_WHAT THE TASK REQUIRES_
Run through the records and, wherever a line holds the word "WebSocketUpgrade", return that line.

_Items from a dataset_
=-=-=

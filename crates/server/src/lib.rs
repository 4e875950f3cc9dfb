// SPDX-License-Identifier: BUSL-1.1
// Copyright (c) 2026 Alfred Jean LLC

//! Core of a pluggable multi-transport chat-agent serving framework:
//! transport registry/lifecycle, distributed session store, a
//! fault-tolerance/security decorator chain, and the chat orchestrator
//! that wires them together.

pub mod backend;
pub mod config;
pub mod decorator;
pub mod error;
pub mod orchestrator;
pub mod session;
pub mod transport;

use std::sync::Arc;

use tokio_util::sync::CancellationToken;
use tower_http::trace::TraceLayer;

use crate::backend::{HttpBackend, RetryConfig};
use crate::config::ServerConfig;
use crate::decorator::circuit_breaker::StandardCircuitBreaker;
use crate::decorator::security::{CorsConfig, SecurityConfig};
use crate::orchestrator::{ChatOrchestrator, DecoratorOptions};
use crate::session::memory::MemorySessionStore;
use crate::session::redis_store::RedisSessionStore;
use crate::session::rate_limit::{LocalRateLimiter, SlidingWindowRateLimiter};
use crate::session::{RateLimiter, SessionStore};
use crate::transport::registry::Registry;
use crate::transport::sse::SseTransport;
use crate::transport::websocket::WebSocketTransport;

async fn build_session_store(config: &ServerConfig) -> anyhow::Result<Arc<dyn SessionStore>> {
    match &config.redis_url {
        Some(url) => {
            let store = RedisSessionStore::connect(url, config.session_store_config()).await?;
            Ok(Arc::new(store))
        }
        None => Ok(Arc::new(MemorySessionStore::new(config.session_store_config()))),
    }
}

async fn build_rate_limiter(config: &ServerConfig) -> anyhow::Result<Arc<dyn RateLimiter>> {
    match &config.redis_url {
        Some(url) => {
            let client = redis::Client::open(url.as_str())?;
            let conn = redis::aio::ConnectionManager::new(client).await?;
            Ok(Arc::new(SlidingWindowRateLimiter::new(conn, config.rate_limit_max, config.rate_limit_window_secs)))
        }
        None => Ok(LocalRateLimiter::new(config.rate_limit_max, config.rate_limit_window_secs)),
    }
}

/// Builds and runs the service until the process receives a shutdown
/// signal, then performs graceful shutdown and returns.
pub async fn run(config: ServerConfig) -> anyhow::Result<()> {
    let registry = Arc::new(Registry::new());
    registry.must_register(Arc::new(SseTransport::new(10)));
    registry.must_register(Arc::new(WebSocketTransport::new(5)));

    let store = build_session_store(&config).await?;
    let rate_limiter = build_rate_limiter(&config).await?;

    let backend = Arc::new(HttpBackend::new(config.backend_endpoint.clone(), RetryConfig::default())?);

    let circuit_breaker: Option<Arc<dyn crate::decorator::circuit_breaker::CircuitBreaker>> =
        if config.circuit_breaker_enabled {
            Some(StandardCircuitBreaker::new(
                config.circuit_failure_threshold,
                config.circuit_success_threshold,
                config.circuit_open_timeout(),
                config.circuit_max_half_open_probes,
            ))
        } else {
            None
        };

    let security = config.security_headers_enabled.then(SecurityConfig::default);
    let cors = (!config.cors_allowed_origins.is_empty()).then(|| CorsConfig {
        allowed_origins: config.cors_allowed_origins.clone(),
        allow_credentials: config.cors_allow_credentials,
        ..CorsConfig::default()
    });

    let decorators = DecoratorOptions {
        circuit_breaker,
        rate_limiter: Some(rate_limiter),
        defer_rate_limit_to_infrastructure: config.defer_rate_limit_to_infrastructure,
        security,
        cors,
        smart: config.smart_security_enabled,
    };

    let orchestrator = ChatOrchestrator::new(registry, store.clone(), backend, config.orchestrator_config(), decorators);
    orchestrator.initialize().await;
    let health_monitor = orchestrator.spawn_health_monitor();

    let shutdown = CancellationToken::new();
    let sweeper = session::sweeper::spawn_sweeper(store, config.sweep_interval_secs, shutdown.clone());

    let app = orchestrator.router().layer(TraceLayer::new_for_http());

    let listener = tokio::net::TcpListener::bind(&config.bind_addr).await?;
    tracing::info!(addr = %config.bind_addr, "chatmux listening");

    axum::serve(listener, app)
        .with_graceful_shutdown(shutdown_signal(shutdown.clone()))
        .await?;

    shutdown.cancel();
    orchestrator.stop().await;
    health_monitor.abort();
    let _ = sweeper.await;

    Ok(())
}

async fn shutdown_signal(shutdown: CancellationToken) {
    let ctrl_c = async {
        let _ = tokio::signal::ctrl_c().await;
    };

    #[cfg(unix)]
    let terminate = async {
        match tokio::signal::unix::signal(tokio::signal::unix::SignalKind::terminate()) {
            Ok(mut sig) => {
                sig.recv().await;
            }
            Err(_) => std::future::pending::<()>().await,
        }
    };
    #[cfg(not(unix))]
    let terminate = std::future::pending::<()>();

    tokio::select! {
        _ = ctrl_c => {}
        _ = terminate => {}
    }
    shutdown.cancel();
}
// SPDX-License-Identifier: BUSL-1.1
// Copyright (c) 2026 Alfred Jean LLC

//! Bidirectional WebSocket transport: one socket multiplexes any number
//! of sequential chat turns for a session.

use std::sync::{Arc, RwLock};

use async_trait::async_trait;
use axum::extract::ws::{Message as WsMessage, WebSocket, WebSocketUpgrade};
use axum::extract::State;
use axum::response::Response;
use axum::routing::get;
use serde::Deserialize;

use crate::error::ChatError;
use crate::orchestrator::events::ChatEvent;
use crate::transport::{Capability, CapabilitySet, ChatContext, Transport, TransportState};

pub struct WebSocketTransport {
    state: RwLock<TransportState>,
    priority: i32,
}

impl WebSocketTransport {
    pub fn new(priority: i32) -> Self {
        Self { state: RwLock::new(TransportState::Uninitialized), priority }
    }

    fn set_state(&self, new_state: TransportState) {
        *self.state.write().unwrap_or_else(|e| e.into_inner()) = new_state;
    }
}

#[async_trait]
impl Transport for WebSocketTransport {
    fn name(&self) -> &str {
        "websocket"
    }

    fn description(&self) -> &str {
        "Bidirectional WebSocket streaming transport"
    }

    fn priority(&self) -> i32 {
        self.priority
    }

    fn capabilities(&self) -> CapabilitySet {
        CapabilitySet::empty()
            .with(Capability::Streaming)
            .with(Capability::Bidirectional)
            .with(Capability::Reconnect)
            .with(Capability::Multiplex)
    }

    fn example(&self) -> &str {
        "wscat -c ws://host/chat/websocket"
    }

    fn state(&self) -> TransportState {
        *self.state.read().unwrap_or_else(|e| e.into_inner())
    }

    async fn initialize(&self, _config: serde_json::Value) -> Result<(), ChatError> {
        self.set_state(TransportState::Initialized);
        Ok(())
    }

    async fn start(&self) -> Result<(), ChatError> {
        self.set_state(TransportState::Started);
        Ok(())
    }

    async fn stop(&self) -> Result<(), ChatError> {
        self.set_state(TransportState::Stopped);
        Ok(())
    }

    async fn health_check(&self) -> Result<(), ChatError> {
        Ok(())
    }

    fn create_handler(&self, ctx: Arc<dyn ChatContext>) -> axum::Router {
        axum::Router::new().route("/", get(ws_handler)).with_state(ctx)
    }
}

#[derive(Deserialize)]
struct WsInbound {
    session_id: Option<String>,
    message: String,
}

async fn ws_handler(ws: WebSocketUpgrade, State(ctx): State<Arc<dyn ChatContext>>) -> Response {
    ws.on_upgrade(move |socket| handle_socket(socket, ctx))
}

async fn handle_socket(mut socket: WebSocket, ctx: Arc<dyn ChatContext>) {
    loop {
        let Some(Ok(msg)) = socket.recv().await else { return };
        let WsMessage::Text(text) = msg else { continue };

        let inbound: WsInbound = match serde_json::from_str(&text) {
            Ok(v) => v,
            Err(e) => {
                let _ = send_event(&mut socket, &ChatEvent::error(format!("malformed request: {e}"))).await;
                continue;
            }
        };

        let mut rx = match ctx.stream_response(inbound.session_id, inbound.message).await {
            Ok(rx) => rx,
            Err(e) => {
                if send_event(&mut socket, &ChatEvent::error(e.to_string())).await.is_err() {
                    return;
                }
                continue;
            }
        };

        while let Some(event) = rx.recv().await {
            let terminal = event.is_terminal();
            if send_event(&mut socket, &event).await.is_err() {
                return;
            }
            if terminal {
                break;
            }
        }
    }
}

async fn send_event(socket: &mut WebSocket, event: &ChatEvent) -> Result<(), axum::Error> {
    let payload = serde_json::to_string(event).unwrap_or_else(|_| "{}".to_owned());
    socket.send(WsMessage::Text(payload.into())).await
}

=-=-=

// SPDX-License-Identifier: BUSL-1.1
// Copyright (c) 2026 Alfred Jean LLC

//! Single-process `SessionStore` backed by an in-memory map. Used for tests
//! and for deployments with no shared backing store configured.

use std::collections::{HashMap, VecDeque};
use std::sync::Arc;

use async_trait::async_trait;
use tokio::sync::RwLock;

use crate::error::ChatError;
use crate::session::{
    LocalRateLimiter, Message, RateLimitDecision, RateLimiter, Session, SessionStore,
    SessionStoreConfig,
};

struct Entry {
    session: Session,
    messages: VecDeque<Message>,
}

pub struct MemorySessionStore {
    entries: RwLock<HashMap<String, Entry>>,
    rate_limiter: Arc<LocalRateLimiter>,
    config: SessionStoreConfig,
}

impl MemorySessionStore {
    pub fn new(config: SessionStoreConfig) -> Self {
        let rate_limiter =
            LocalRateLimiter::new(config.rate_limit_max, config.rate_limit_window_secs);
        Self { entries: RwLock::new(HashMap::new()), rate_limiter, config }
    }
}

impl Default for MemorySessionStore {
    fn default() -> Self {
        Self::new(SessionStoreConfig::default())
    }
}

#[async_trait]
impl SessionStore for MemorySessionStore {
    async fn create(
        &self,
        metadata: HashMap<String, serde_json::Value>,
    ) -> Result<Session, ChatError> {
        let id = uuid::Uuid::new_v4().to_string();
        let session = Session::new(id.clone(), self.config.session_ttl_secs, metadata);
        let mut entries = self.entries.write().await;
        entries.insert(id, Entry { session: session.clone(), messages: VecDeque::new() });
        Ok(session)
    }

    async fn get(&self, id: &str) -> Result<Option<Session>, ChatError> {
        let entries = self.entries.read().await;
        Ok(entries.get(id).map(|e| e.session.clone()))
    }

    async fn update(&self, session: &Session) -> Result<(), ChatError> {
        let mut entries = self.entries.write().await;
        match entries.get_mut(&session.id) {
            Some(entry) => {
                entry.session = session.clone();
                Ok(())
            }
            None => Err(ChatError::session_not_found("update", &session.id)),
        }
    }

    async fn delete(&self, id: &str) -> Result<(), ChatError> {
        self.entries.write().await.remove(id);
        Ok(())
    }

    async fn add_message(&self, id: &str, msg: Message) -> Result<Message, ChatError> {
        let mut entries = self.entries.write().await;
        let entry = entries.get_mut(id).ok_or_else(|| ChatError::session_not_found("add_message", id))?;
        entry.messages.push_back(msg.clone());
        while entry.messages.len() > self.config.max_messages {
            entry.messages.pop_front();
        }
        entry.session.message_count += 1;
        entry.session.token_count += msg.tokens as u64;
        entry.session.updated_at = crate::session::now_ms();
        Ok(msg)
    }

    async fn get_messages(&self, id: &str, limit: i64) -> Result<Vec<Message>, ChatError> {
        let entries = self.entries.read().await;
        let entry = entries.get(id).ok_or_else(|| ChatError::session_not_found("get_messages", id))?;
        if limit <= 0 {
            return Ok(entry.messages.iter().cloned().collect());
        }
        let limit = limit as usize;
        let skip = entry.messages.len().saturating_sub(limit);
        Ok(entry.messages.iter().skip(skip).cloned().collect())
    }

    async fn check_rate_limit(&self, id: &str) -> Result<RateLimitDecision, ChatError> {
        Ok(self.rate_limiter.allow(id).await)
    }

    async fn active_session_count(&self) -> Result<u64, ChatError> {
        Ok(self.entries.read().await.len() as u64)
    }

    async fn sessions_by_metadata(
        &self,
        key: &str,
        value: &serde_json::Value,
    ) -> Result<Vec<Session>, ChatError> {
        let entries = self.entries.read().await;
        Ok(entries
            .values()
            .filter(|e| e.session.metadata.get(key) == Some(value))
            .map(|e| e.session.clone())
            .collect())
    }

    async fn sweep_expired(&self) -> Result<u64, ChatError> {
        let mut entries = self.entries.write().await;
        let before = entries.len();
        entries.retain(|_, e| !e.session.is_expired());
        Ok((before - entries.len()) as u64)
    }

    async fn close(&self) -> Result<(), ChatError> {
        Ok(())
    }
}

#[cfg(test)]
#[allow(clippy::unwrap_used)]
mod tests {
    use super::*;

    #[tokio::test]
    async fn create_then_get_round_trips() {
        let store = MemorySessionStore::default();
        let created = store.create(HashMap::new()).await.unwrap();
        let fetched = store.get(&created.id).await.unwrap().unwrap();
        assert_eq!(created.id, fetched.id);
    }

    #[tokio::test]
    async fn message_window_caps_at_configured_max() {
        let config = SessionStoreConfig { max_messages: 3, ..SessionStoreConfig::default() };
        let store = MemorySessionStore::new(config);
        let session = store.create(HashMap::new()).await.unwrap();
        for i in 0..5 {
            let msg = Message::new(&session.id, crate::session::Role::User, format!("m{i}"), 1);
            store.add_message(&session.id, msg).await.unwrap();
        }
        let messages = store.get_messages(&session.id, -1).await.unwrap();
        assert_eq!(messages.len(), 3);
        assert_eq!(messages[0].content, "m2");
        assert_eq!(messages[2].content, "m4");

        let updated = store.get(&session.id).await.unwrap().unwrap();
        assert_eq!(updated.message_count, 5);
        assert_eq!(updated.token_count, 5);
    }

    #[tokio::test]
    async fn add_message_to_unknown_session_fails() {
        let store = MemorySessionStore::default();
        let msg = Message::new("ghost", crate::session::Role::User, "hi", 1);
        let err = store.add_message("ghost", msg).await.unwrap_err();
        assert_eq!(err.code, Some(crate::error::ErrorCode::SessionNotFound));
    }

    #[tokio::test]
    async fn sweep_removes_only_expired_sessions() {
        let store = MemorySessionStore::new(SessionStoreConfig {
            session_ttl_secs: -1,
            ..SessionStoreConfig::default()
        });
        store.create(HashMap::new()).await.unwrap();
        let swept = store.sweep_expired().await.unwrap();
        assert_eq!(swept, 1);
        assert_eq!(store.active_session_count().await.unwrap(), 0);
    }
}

=-=-=

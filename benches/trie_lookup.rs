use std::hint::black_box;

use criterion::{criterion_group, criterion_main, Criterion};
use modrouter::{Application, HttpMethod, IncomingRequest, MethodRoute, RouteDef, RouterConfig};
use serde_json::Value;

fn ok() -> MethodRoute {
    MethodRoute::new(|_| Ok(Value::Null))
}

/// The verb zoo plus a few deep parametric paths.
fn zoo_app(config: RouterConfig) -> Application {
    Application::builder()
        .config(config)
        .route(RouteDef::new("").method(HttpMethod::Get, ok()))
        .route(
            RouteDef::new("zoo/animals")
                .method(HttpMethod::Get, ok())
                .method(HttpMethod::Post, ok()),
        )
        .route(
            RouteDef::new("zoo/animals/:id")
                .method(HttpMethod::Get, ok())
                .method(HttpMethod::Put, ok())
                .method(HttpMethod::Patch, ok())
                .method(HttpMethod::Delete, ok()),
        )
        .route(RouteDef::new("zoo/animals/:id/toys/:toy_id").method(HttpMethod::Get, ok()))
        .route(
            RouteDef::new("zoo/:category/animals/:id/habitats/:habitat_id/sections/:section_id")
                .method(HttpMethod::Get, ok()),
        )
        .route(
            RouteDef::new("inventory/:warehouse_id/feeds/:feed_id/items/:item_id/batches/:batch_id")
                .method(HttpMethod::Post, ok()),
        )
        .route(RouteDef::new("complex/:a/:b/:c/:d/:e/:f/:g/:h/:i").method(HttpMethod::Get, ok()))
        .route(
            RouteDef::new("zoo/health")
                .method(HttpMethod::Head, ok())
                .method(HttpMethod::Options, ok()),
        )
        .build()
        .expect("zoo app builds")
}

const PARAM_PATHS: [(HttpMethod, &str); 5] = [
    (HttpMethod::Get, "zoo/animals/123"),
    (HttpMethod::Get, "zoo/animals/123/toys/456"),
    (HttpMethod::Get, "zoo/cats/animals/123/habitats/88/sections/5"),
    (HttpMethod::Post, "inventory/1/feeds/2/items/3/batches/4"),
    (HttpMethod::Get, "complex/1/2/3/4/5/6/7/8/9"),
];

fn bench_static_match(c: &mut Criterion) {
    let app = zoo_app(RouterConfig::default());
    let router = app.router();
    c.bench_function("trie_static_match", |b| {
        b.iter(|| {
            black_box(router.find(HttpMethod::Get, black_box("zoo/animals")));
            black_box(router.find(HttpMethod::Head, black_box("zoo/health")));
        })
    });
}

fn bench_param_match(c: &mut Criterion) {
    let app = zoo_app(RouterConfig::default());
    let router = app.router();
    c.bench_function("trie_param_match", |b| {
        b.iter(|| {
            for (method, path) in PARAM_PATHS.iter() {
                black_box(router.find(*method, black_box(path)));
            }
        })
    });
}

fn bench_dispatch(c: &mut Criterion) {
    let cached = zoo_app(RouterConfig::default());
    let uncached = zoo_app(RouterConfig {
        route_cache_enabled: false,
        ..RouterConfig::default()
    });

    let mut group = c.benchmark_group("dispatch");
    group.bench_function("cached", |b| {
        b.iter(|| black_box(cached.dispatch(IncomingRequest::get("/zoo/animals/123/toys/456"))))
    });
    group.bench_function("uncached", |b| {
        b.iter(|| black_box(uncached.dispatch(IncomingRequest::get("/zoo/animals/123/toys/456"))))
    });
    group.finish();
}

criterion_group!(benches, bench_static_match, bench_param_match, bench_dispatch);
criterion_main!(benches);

=-=-=

_EXERCISE RESPONSE_
use axum::extract::ws::{Message as WsMessage, WebSocket, WebSocketUpgrade};
async fn ws_handler(ws: WebSocketUpgrade, State(ctx): State<Arc<dyn ChatContext>>) -> Response {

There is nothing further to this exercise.